Endoscopic ultrasound-guided choledochoduodenostomy (EUS-CDS) for post-transplant biliary obstruction. a Endoscopic retrograde cholangiopancreatography (ERCP) failed to place a biliary stent; however, a pancreatic duct stent was placed successfully. b and c EUS-CDS with successful stent deployment. d A naso-biliary catheter was placed in the bile duct through the stent, and fluoroscopy confirmed the absence of leakage.
Procedure of endoscopic ultrasound-guided choledochoduodenostomy using a self-expandable metal stent.Video 1
Within 72 hours following the procedure, procalcitonin fell from >100 ng/mL to 12.7 µmol/L, and C-reactive protein decreased from 122.4 to 20.3 mg/L. Haemodynamic stability was restored, and vasopressors were weaned off. The patient was discharged home in stable condition 2 weeks postoperatively.

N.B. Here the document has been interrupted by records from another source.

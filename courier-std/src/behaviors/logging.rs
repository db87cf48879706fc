//! Logging behaviors - observability for dispatch.

use courier_core::{
    Behavior, CourierError, Next, Payload, PayloadStream, RequestContext, StreamBehavior,
    StreamNext,
};
use futures::StreamExt;
use std::time::Instant;
use tracing::Instrument;

fn elapsed_ms(started: Instant) -> f64 {
    started.elapsed().as_secs_f64() * 1000.0
}

/// A behavior that records the start, outcome and duration of every call.
///
/// Each call runs inside an `info` span carrying the pipeline name and the
/// request type. Errors are recorded and returned unchanged.
///
/// # Example
///
/// ```rust,ignore
/// // Create a logging behavior with default settings
/// let logging = LoggingBehavior::new();
///
/// // Or with a custom name
/// let logging = LoggingBehavior::named("commands");
///
/// builder.register_behavior_instance(logging);
/// ```
#[derive(Debug, Clone, Copy)]
pub struct LoggingBehavior {
    name: &'static str,
}

impl LoggingBehavior {
    /// Create a new `LoggingBehavior` with a default name.
    pub const fn new() -> Self {
        Self { name: "dispatch" }
    }

    /// Create a new `LoggingBehavior` with a custom name.
    ///
    /// The name is attached to the span to identify the pipeline.
    pub const fn named(name: &'static str) -> Self {
        Self { name }
    }

    /// The pipeline name.
    pub fn name(&self) -> &'static str {
        self.name
    }
}

impl Default for LoggingBehavior {
    fn default() -> Self {
        Self::new()
    }
}

impl Behavior for LoggingBehavior {
    async fn handle(&self, cx: &RequestContext<'_>, next: Next<'_>) -> Result<Payload, CourierError> {
        let span = tracing::info_span!(
            "dispatch",
            pipeline = %self.name,
            request = %cx.request_name(),
        );

        async move {
            let started = Instant::now();
            tracing::info!(response = %cx.response_name(), "handling request");

            let result = next.run().await;
            let elapsed_ms = elapsed_ms(started);
            match &result {
                Ok(_) => tracing::info!(elapsed_ms, "request handled"),
                Err(err) if err.is_cancelled() => {
                    tracing::info!(elapsed_ms, "request cancelled")
                }
                Err(err) => tracing::error!(elapsed_ms, error = %err, "request failed"),
            }
            result
        }
        .instrument(span)
        .await
    }
}

/// The stream counterpart of [`LoggingBehavior`].
///
/// Records when consumption starts, every failed item, and a completion
/// event with the item count once the inner sequence is exhausted.
#[derive(Debug, Clone, Copy)]
pub struct StreamLoggingBehavior {
    name: &'static str,
}

impl StreamLoggingBehavior {
    /// Create a new `StreamLoggingBehavior` with a default name.
    pub const fn new() -> Self {
        Self {
            name: "dispatch_stream",
        }
    }

    /// Create a new `StreamLoggingBehavior` with a custom name.
    pub const fn named(name: &'static str) -> Self {
        Self { name }
    }
}

impl Default for StreamLoggingBehavior {
    fn default() -> Self {
        Self::new()
    }
}

impl StreamBehavior for StreamLoggingBehavior {
    fn handle<'a>(&'a self, cx: &'a RequestContext<'a>, next: StreamNext<'a>) -> PayloadStream<'a> {
        let name = self.name;
        let request = cx.request_name();

        async_stream::stream! {
            let started = Instant::now();
            tracing::info!(pipeline = %name, request = %request, "stream started");

            let mut items = next.run();
            let mut produced = 0usize;
            while let Some(item) = items.next().await {
                match &item {
                    Ok(_) => produced += 1,
                    Err(err) => tracing::error!(
                        pipeline = %name,
                        request = %request,
                        items = produced,
                        elapsed_ms = elapsed_ms(started),
                        error = %err,
                        "stream item failed"
                    ),
                }
                yield item;
            }

            tracing::info!(
                pipeline = %name,
                request = %request,
                items = produced,
                elapsed_ms = elapsed_ms(started),
                "stream completed"
            );
        }
        .boxed()
    }
}

#[cfg(test)]
mod tests {
    use super::*;
    use courier_core::{CancellationToken, DynBehavior, Request, StreamRequest};
    use futures::FutureExt;

    struct Ping;

    impl Request for Ping {
        type Response = &'static str;
    }

    impl StreamRequest for Ping {
        type Item = u32;
    }

    #[tokio::test]
    async fn test_logging_behavior_passes_response_through() {
        let behavior = LoggingBehavior::named("test");
        let cancel = CancellationToken::new();
        let cx = RequestContext::new(&Ping, &cancel);
        let next = Next::new(|| async { Ok(Box::new("pong") as Payload) }.boxed());

        let payload = behavior.handle_dyn(&cx, next).await.unwrap();
        assert_eq!(*payload.downcast::<&str>().unwrap(), "pong");
    }

    #[tokio::test]
    async fn test_logging_behavior_reraises_errors() {
        let behavior = LoggingBehavior::new();
        let cancel = CancellationToken::new();
        let cx = RequestContext::new(&Ping, &cancel);
        let next = Next::new(|| async { Err(CourierError::msg("boom")) }.boxed());

        let err = behavior.handle_dyn(&cx, next).await.unwrap_err();
        assert_eq!(err.to_string(), "boom");
    }

    #[tokio::test]
    async fn test_stream_logging_keeps_every_item() {
        let behavior = StreamLoggingBehavior::new();
        let cancel = CancellationToken::new();
        let cx = RequestContext::for_stream(&Ping, &cancel);
        let next = StreamNext::new(|| {
            futures::stream::iter([
                Ok(Box::new(1u32) as Payload),
                Err(CourierError::msg("bad item")),
                Ok(Box::new(3u32) as Payload),
            ])
            .boxed()
        });

        let items: Vec<_> = behavior.handle(&cx, next).collect().await;
        assert_eq!(items.len(), 3);
        assert!(items[1].is_err());
    }
}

To the best of our knowledge, this case represents the first reported instance in which EUS-CDS can serve as a life-saving and minimally invasive rescue therapy for septic biliary obstruction when both conventional ERCP and percutaneous approaches have failed in a post-liver transplant patient. This finding may broaden the indications for EUS-BD in post-surgical patients with altered anatomy and life-threatening sepsis, establishing it as a viable emergent therapeutic option.